Já o narcisismo é a tentativa de resgatar o “sentimento oceânico” de prazer da
fase anterior ao Édipo, a relação oral com a mãe de completude e satisfação
compulsiva – a Natureza. A sociedade impõe a falta e nega o narcisismo com a
entrada compulsória do indivíduo na Cultura.
Apesar dessa oposição
psíquica entre narcisismo e sociedade, de Lanthimos é mostrar como o narcisismo
e o amor podem ser cooptados pelos sistemas totalitários para conseguir a
adesão dos indivíduos. No hotel os casais se “apaixonam” pela simulação de que
cada um seja o espelho narcísico do outro – “almas gêmeas” onde não há o
contraditório, a alteridade, enfim, o outro. Se surgir algum ruído na relação,
arruma-se um “filho” para desviar a atenção.
E do lado dos
fundamentalistas solteiros, o individualismo é o “narcisismo secundário” do
qual falava Freud – a nostalgia do narcisismo “oceânico” da primeira infância,
agora reeditado pela negação do amor e da necessidade do outro.

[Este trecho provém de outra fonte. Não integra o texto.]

//! Error types for vpcsynth.
//!
//! This module defines the error types used throughout vpcsynth, providing
//! enough context to point the user at the offending topology entry.

use std::path::PathBuf;
use thiserror::Error;

use crate::validate::Issue;

/// Result type alias for vpcsynth operations.
pub type Result<T> = std::result::Result<T, Error>;

/// The main error type for vpcsynth.
#[derive(Error, Debug)]
pub enum Error {
    // ========================================================================
    // Topology Errors
    // ========================================================================
    /// Error parsing a topology document.
    #[error("Failed to parse topology '{path}': {message}")]
    TopologyParse {
        /// Path to the topology file
        path: PathBuf,
        /// Error message
        message: String,
        /// Source error
        #[source]
        source: Option<Box<dyn std::error::Error + Send + Sync>>,
    },

    /// Topology file not found.
    #[error("Topology file not found: {0}")]
    TopologyNotFound(PathBuf),

    /// The topology failed validation.
    #[error("Topology validation failed with {} error(s)", .0.len())]
    Validation(Vec<Issue>),

    // ========================================================================
    // Synthesis Errors
    // ========================================================================
    /// Two resources map to the same logical id.
    #[error("Duplicate logical id '{logical_id}' (from '{name}')")]
    DuplicateLogicalId {
        /// Generated logical id
        logical_id: String,
        /// Construct name that produced it
        name: String,
    },

    /// A construct name produced no usable logical id.
    #[error("Cannot derive a logical id from '{0}'")]
    InvalidLogicalId(String),

    /// The builder looked up a name that was never declared.
    #[error("Unknown {kind} '{name}' referenced by '{referrer}'")]
    UnknownReference {
        /// Kind of resource looked up (subnet, route table, ...)
        kind: &'static str,
        /// Name that was looked up
        name: String,
        /// Construct doing the lookup
        referrer: String,
    },

    // ========================================================================
    // Graph Errors
    // ========================================================================
    /// A Ref/GetAtt/DependsOn points at a resource not in the template.
    #[error("Resource '{from}' references undeclared resource '{to}'")]
    DanglingReference {
        /// Referring logical id
        from: String,
        /// Missing logical id
        to: String,
    },

    /// The resource graph contains a cycle.
    #[error("Dependency cycle: {0}")]
    DependencyCycle(String),

    // ========================================================================
    // Rendering Errors
    // ========================================================================
    /// Template rendering failed.
    #[error("Template rendering failed: {0}")]
    TemplateRender(String),

    // ========================================================================
    // Configuration Errors
    // ========================================================================
    /// Configuration error.
    #[error("Configuration error: {0}")]
    Config(String),

    // ========================================================================
    // IO and Serialization Errors
    // ========================================================================
    /// IO error.
    #[error("IO error: {0}")]
    Io(#[from] std::io::Error),

    /// YAML parsing error.
    #[error("YAML parse error: {0}")]
    YamlParse(#[from] serde_yaml::Error),

    /// JSON parsing error.
    #[error("JSON parse error: {0}")]
    JsonParse(#[from] serde_json::Error),

    /// TOML parsing error.
    #[error("TOML parse error: {0}")]
    TomlParse(#[from] toml::de::Error),

    /// TOML serialization error.
    #[error("TOML serialize error: {0}")]
    TomlSerialize(#[from] toml::ser::Error),

    /// Generic error with source.
    #[error("{message}")]
    Other {
        /// Error message
        message: String,
        /// Source error
        #[source]
        source: Option<Box<dyn std::error::Error + Send + Sync>>,
    },
}

impl Error {
    /// Creates a new topology parse error.
    pub fn topology_parse(
        path: impl Into<PathBuf>,
        message: impl Into<String>,
        source: Option<Box<dyn std::error::Error + Send + Sync>>,
    ) -> Self {
        Self::TopologyParse {
            path: path.into(),
            message: message.into(),
            source,
        }
    }

    /// Creates a new unknown reference error.
    pub fn unknown_reference(
        kind: &'static str,
        name: impl Into<String>,
        referrer: impl Into<String>,
    ) -> Self {
        Self::UnknownReference {
            kind,
            name: name.into(),
            referrer: referrer.into(),
        }
    }

    /// Returns the validation issues carried by this error, if any.
    pub fn issues(&self) -> &[Issue] {
        match self {
            Error::Validation(issues) => issues,
            _ => &[],
        }
    }

    /// Returns the error code for CLI exit status.
    pub fn exit_code(&self) -> i32 {
        match self {
            Error::Validation(_) | Error::UnknownReference { .. } => 4,
            Error::TopologyParse { .. }
            | Error::TopologyNotFound(_)
            | Error::YamlParse(_)
            | Error::JsonParse(_)
            | Error::TomlParse(_) => 5,
            Error::DanglingReference { .. } | Error::DependencyCycle(_) => 6,
            _ => 1,
        }
    }
}

/// Extension trait for adding context to errors.
pub trait ErrorContext<T> {
    /// Adds context to an error.
    fn context(self, message: impl Into<String>) -> Result<T>;

    /// Adds context with a closure that is only evaluated on error.
    fn with_context<F, S>(self, f: F) -> Result<T>
    where
        F: FnOnce() -> S,
        S: Into<String>;
}

impl<T, E> ErrorContext<T> for std::result::Result<T, E>
where
    E: std::error::Error + Send + Sync + 'static,
{
    fn context(self, message: impl Into<String>) -> Result<T> {
        self.map_err(|e| Error::Other {
            message: message.into(),
            source: Some(Box::new(e)),
        })
    }

    fn with_context<F, S>(self, f: F) -> Result<T>
    where
        F: FnOnce() -> S,
        S: Into<String>,
    {
        self.map_err(|e| Error::Other {
            message: f().into(),
            source: Some(Box::new(e)),
        })
    }
}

Quando alegres,
devem demonstrar o afeto de forma solitária, dançando música eletrônica (outra
sugestão de Lanthimos em conectar raves, narcisismo e solidão), cada qual com
seu headphone.
The Lobster é principalmente sobre
como os sistemas totalitários (baseados no Poder, Identidade e Controle Social)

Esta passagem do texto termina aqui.